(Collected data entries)
::::::::
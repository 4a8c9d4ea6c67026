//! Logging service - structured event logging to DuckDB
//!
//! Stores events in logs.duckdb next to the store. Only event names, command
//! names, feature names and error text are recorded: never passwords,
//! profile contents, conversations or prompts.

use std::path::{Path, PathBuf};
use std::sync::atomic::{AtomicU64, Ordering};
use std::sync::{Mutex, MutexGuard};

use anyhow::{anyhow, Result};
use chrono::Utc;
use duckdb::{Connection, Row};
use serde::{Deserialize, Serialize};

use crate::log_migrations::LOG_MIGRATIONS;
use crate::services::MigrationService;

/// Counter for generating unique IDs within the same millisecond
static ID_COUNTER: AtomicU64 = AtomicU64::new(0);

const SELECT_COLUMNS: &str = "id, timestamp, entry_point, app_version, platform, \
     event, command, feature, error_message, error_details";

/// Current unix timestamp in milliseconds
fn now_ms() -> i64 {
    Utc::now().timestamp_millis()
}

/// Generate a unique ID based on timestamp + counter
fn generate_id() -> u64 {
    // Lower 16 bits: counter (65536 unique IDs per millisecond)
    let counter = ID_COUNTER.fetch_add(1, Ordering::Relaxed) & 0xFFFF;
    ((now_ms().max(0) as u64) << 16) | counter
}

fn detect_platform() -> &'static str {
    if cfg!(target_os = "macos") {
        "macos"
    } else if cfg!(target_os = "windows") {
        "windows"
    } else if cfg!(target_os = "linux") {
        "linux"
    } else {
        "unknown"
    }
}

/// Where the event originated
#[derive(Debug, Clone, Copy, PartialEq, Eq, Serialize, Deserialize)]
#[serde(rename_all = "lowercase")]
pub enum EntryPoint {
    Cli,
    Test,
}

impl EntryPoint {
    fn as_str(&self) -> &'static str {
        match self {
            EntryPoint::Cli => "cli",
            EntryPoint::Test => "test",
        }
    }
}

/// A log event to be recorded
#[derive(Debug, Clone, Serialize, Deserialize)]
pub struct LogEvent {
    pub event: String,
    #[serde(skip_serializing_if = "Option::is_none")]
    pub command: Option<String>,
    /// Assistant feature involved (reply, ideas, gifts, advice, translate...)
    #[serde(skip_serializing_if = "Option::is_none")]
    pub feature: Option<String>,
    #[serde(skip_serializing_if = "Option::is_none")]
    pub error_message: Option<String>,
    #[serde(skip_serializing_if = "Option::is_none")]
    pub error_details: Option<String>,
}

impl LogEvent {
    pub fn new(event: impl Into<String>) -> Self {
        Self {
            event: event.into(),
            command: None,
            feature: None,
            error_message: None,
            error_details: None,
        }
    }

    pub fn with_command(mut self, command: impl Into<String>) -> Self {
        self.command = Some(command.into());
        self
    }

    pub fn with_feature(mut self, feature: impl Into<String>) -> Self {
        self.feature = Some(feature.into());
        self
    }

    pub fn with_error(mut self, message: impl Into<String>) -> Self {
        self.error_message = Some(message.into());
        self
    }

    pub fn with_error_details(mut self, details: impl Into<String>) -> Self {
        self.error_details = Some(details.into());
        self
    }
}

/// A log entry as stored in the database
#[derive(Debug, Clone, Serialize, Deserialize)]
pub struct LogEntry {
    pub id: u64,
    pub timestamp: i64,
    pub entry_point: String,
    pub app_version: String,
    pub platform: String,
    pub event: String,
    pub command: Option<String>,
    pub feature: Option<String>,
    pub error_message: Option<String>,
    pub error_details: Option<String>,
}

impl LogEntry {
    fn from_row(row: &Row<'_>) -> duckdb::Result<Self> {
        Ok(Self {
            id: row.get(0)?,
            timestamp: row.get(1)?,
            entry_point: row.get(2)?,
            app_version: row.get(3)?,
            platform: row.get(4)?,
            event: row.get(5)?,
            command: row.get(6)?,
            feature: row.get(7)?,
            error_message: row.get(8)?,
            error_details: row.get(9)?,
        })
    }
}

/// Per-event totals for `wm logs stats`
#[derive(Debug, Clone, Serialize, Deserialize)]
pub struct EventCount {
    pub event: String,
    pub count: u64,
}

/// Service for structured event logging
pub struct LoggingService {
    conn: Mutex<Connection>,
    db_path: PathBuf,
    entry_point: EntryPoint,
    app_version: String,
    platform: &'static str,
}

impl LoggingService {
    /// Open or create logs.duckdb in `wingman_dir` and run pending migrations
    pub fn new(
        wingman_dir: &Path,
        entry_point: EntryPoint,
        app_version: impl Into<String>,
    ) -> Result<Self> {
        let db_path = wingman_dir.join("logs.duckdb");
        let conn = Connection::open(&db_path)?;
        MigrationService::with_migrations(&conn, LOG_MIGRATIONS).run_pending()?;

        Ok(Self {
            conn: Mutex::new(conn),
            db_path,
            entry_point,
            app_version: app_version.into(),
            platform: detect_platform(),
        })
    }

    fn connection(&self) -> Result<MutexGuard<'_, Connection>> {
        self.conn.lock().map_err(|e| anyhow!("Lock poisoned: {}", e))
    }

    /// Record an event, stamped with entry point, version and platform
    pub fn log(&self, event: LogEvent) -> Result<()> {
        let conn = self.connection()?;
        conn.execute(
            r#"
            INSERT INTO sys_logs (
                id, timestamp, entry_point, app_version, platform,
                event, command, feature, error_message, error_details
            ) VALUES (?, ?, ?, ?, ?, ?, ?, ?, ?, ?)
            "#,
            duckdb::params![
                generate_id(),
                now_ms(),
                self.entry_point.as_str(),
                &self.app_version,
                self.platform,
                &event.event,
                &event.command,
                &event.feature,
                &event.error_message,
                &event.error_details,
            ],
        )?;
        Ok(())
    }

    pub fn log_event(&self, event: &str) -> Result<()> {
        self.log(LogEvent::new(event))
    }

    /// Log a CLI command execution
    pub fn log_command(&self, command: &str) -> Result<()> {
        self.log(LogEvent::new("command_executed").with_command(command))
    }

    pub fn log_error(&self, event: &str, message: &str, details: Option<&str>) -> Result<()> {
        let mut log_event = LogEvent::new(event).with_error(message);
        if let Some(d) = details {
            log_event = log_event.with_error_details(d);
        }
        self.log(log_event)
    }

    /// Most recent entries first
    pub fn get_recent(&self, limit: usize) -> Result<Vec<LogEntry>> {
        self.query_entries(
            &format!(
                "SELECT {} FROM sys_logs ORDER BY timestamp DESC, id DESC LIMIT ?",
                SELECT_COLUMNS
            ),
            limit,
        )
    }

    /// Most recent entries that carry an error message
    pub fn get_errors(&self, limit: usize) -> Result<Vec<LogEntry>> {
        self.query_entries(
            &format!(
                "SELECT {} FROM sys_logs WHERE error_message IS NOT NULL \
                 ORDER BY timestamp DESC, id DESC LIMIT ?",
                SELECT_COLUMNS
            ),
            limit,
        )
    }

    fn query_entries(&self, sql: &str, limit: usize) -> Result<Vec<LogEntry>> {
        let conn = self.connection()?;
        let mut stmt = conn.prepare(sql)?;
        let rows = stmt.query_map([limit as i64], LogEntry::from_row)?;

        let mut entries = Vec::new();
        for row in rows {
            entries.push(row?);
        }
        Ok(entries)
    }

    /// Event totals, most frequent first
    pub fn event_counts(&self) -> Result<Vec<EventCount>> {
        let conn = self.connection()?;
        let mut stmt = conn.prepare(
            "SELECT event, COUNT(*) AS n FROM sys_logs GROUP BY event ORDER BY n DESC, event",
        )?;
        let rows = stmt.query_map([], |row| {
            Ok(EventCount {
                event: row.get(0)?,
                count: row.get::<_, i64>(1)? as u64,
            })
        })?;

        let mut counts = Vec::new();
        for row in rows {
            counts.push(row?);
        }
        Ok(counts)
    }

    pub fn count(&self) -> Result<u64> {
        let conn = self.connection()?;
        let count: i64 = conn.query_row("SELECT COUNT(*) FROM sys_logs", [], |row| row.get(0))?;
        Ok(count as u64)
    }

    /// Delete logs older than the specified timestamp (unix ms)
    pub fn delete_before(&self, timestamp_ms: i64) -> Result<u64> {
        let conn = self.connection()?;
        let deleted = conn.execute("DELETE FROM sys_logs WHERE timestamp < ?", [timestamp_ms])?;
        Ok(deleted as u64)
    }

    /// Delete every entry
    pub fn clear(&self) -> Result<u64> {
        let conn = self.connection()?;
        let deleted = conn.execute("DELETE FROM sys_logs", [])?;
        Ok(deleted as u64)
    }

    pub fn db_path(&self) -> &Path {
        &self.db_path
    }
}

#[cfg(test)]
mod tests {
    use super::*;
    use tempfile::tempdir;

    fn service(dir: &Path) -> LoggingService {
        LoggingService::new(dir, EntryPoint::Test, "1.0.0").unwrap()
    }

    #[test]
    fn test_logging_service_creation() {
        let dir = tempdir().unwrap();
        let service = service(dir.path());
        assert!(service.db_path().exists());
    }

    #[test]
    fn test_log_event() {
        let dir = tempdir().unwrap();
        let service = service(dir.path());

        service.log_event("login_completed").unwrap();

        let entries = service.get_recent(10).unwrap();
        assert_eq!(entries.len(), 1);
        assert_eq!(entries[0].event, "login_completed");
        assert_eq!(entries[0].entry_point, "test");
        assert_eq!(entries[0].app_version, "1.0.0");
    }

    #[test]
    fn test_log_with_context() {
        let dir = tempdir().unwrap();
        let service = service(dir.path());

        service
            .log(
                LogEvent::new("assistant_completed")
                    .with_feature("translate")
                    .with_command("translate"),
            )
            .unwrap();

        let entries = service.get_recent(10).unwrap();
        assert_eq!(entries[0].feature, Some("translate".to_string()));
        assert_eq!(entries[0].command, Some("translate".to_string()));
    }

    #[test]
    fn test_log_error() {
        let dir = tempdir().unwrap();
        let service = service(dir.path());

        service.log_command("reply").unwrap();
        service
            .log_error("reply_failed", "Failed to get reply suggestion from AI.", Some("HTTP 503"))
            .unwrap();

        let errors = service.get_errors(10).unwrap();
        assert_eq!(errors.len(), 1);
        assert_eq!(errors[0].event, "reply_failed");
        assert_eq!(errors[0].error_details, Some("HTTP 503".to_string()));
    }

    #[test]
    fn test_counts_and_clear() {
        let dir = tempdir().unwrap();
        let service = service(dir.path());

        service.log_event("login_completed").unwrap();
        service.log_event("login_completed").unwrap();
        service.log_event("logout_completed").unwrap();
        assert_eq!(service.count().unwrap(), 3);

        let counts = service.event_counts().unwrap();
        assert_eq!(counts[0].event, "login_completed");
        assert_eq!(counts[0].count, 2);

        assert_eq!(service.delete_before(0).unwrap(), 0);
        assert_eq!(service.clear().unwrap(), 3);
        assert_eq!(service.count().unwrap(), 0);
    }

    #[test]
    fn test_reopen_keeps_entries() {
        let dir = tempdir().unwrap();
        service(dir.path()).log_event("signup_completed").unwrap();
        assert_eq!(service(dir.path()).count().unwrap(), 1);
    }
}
::::::::
Which lines in the entries above contain "crate"? Pull each of them out.

--- Your solution ---
use crate::log_migrations::LOG_MIGRATIONS;
use crate::services::MigrationService;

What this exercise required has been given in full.